Eradication therapy

General aspects

Although spontaneous remission occurs, immunosuppressive therapy (IST) is recommended to eradicate the inhibitor as soon as possible to reduce the length of time the patient is at risk for severe bleeding. Factor VIII level and inhibitor titer at presentation are prognostic markers for remission rate and time to remission, and in frail low-risk patients, reduced intensity IST can be considered to reduce the risk of infections.

First line treatment

The prospective, observational UK surveillance study and EACH2 registry have compared outcomes for first line treatments. The UK surveillance study (2007) found no significant difference between monotherapy prednisone and combination therapy with mostly cyclophosphamid in terms of complete remission (CR) rate and time to remission [1]. In the EACH2 registry, patients on combination therapy were more likely to achieve stable CR, and time to CR was shorter. There was, however, a higher proportion of adverse events with combination therapy [2].
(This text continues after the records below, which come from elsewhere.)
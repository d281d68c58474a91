//! Card faces - the catalog a deck is dealt from.
//!
//! A `CardFace` is the immutable description of one symbol on the board:
//! its value, the image the UI draws for it, and the coins a matched pair
//! is worth. Each face ends up on exactly two physical cards.

use serde::{Deserialize, Serialize};

/// The symbol printed on a card. Two cards match when their faces are equal.
#[derive(Clone, Copy, Debug, PartialEq, Eq, Hash, PartialOrd, Ord, Serialize, Deserialize)]
#[serde(transparent)]
pub struct FaceValue(pub char);

impl FaceValue {
    /// Create a new face value.
    #[must_use]
    pub const fn new(symbol: char) -> Self {
        Self(symbol)
    }

    /// Get the raw symbol.
    #[must_use]
    pub const fn symbol(self) -> char {
        self.0
    }
}

impl std::fmt::Display for FaceValue {
    fn fmt(&self, f: &mut std::fmt::Formatter<'_>) -> std::fmt::Result {
        write!(f, "{}", self.0)
    }
}

/// Catalog entry for one face.
///
/// ## Example
///
/// ```
/// use memory_match::cards::{CardFace, FaceValue};
///
/// let star = CardFace::new(FaceValue::new('S'), "star.svg", 40);
/// assert_eq!(star.reward, 40);
/// assert_eq!(star.value.to_string(), "S");
/// ```
#[derive(Clone, Debug, PartialEq, Eq, Serialize, Deserialize)]
pub struct CardFace {
    /// Symbol shared by the two cards of a pair.
    pub value: FaceValue,

    /// Image shown when the card is face-up.
    pub image: String,

    /// Coins awarded when the pair is matched.
    pub reward: u32,
}

impl CardFace {
    /// Create a new face.
    #[must_use]
    pub fn new(value: FaceValue, image: impl Into<String>, reward: u32) -> Self {
        Self {
            value,
            image: image.into(),
            reward,
        }
    }
}
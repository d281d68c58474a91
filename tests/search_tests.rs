//! Debounce and mock search integration tests.

use std::cell::RefCell;
use std::rc::Rc;
use std::time::Duration;

use memory_match::core::GameConfig;
use memory_match::debounce::Debounced;
use memory_match::search::{PlaceKind, PlaceSearch};

fn ms(n: u64) -> Duration {
    Duration::from_millis(n)
}

// =============================================================================
// Debounce
// =============================================================================

/// Five calls within 100ms collapse into one call with the fifth's args,
/// fired 300ms after the last.
#[test]
fn test_debounce_burst() {
    let calls = Rc::new(RefCell::new(Vec::new()));
    let sink = Rc::clone(&calls);
    let mut debounced = Debounced::new(ms(300), move |query: &'static str| {
        sink.borrow_mut().push(query);
    });

    for (i, query) in ["h", "he", "hel", "hell", "hello"].into_iter().enumerate() {
        if i > 0 {
            debounced.advance(ms(20));
        }
        debounced.call(query);
    }
    assert_eq!(debounced.now(), ms(80));

    debounced.advance(ms(299));
    assert!(calls.borrow().is_empty());

    debounced.advance(ms(1));
    assert_eq!(*calls.borrow(), vec!["hello"]);
    assert_eq!(debounced.now(), ms(380));
}

// =============================================================================
// Place search
// =============================================================================

/// Results show up after the quiet window plus lookup latency.
#[test]
fn test_results_after_debounce_and_latency() {
    let mut search = PlaceSearch::new(&GameConfig::default());
    search.on_query_change("P");
    search.advance(ms(50));
    search.on_query_change("Pa");
    search.advance(ms(50));
    search.on_query_change("Paris");

    search.advance(ms(599));
    assert!(search.results().is_empty());
    assert!(!search.showing_results());

    search.advance(ms(1));
    assert!(search.showing_results());
    let names: Vec<_> = search.results().iter().map(|r| r.name.as_str()).collect();
    assert_eq!(
        names,
        vec!["Paris (City Center)", "Paris Main Station", "Paris Central Park"]
    );
    assert_eq!(search.results()[2].kind, PlaceKind::Park);
}

/// Clearing the box hides results once the debounce fires, with no latency.
#[test]
fn test_blank_query_clears_results() {
    let mut search = PlaceSearch::new(&GameConfig::default());
    search.on_query_change("Rome");
    search.advance(ms(600));
    assert_eq!(search.results().len(), 3);

    search.on_query_change("  ");
    search.advance(ms(299));
    assert!(search.showing_results());
    search.advance(ms(1));
    assert!(search.results().is_empty());
    assert!(!search.showing_results());
}

/// A blank query that lands while a lookup is in flight stops it
/// from publishing.
#[test]
fn test_blank_query_cancels_in_flight_lookup() {
    let mut search = PlaceSearch::new(&GameConfig::default());
    search.on_query_change("Rome");
    search.advance(ms(300));

    search.on_query_change("");
    search.advance(ms(1000));
    assert!(search.results().is_empty());
    assert!(!search.showing_results());
}

/// A newer lookup supersedes an older one still waiting on latency.
#[test]
fn test_newer_lookup_wins() {
    let mut search = PlaceSearch::new(&GameConfig::default());
    search.on_query_change("Lyon");
    search.advance(ms(300));
    search.on_query_change("Lille");
    search.advance(ms(1000));

    assert_eq!(search.results()[0].name, "Lille (City Center)");
}

/// Submitting records recent searches, most recent first.
#[test]
fn test_submit_records_recent() {
    let mut search = PlaceSearch::new(&GameConfig::default());
    for query in ["Oslo", "Bergen", "Oslo"] {
        search.on_query_change(query);
        assert!(search.submit());
    }
    let recent: Vec<_> = search.recent().iter().collect();
    assert_eq!(recent, vec!["Oslo", "Bergen"]);
    assert!(!search.showing_results());
}

/// Dismissing hides the dropdown but keeps the results.
#[test]
fn test_dismiss() {
    let mut search = PlaceSearch::with_timing(ms(10), ms(10));
    search.on_query_change("Kyoto");
    search.advance(ms(20));
    assert!(search.showing_results());

    search.dismiss();
    assert!(!search.showing_results());
    assert_eq!(search.results().len(), 3);
    assert_eq!(search.query(), "Kyoto");
}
The German, Austrian and Swiss Thrombosis and Hemostasis Society (GTH) (2015) report a prospective observational study of 102 patients with AHA receiving IST according to the escalating protocol of the GTH [3]. Forty-eight patients achieved PR with prednisone monotherapy, 25 of them within 3 weeks. Forty-four patients were escalated to rituximab (9) or cyclophosphamid (35), and 12 received third line therapy with rituximab added to cyclophosphamid. Fourteen patients died before remission. Patients with baseline FVIII <1 IU/dL achieved PR less often and later (77%, 43 days) than patients with >1 IU/dL (89%, 24 days). Low FVIII:C was also associated with a lower rate of complete remission and decreased survival. Based on this observation, GTH suggest tailoring first line treatment intensity according to presenting FVIII-level [4].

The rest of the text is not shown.